EXERCISE AIM: Every line below that has the string "RpcRequest" needs to be copied.

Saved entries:
• • • •

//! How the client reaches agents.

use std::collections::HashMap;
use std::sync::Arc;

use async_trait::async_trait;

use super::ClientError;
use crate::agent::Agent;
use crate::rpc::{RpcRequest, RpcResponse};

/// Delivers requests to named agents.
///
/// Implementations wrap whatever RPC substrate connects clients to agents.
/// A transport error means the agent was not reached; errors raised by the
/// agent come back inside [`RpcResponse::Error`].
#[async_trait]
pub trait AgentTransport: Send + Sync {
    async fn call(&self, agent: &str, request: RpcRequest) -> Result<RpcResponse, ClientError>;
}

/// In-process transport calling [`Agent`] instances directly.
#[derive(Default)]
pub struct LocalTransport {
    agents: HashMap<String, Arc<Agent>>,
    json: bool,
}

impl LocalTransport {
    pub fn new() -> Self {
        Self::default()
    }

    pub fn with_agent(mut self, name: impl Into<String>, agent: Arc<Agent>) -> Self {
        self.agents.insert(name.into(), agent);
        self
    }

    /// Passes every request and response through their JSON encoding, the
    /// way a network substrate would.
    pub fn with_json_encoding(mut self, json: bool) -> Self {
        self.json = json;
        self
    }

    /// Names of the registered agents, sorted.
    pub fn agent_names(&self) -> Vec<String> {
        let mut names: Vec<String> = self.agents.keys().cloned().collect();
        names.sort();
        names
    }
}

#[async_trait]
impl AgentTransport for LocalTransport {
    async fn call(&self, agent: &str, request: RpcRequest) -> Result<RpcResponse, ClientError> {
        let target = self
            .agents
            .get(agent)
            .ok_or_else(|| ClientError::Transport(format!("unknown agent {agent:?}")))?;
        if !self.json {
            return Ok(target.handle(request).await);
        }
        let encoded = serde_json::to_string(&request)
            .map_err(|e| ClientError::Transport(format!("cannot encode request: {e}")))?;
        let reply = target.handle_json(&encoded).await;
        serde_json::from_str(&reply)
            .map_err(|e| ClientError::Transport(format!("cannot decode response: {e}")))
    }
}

• • • •

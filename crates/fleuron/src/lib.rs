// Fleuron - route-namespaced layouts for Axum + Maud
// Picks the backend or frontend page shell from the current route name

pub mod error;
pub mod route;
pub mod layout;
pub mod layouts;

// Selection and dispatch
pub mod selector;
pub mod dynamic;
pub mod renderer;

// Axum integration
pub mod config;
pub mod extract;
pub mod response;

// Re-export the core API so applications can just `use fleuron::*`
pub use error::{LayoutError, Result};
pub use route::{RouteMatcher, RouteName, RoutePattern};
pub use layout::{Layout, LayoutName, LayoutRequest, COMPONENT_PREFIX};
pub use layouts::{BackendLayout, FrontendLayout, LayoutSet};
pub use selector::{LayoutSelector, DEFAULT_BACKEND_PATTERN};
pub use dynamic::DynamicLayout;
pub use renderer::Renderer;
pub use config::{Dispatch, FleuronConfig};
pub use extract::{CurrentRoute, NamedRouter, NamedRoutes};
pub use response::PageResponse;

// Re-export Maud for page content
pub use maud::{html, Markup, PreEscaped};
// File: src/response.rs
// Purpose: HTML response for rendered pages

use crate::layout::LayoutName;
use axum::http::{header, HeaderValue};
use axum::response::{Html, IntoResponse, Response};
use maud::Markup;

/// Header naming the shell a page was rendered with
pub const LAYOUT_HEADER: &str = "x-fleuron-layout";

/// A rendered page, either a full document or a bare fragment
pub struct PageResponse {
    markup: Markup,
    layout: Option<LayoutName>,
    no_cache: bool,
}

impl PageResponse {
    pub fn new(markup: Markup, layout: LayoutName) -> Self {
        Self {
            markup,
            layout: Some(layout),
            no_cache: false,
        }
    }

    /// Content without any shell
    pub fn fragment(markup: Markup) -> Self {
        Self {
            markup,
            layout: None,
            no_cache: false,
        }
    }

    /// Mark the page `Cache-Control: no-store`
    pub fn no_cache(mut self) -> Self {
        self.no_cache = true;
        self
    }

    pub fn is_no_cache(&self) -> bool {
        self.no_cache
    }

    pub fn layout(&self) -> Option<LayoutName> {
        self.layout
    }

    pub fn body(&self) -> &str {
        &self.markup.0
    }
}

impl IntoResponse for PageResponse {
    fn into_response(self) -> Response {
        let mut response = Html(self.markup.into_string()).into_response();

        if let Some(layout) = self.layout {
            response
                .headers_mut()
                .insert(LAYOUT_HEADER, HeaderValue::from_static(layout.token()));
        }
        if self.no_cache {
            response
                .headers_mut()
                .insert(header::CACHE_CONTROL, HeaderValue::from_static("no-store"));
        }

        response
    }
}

• • • •

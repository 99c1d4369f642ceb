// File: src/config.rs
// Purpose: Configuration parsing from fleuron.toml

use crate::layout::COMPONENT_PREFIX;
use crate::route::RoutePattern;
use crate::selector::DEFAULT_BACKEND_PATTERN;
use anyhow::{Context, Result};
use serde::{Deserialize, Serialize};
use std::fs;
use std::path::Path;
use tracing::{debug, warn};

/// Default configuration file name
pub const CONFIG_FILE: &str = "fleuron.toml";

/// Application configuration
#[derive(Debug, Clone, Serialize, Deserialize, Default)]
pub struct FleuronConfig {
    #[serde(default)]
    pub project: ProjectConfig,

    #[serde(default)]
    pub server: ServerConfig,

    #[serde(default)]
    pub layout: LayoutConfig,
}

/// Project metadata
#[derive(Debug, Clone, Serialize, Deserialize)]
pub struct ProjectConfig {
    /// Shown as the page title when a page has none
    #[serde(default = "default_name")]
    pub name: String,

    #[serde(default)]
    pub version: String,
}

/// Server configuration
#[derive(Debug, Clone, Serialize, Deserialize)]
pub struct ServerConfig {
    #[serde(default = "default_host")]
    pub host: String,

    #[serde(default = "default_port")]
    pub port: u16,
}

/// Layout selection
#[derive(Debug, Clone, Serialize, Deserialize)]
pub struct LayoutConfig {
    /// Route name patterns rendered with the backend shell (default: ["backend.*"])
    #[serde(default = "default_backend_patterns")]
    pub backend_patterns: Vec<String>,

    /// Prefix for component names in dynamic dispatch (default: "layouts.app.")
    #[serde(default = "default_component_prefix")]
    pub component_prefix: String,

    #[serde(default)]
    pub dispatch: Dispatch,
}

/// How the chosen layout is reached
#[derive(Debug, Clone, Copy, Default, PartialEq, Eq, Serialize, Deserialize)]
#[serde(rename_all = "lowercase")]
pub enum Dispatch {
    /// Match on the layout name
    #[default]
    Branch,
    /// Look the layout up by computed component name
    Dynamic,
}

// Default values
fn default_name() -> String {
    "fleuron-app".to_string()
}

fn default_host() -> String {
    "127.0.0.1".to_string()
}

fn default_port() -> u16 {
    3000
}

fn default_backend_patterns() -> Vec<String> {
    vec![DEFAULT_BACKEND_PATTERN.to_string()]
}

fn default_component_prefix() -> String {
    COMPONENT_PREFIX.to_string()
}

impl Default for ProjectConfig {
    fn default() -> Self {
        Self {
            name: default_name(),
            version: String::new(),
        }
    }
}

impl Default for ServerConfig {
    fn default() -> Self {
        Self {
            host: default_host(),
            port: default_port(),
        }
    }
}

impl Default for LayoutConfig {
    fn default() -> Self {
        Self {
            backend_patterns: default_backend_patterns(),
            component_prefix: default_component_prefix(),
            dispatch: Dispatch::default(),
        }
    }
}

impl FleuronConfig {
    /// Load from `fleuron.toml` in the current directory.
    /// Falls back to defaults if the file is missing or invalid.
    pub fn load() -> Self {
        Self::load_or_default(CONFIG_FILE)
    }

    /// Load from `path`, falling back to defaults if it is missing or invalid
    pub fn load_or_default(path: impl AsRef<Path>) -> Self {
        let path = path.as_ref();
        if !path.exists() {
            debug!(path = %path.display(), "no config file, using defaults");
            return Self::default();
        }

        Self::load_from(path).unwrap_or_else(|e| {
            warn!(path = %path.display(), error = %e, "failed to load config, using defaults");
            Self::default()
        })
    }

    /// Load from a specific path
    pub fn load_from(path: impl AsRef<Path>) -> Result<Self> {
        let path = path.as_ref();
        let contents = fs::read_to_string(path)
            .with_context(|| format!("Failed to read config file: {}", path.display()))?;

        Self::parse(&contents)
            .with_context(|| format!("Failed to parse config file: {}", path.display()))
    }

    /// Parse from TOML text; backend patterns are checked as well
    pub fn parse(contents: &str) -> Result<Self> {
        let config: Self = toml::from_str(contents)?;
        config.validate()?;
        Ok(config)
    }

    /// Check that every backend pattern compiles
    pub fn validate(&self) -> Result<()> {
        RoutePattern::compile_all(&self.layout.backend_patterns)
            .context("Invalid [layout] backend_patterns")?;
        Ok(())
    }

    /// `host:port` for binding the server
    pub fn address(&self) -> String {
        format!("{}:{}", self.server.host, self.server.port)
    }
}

• • • •

THE ANSWER:
use crate::rpc::{RpcRequest, RpcResponse};
    async fn call(&self, agent: &str, request: RpcRequest) -> Result<RpcResponse, ClientError>;
    async fn call(&self, agent: &str, request: RpcRequest) -> Result<RpcResponse, ClientError> {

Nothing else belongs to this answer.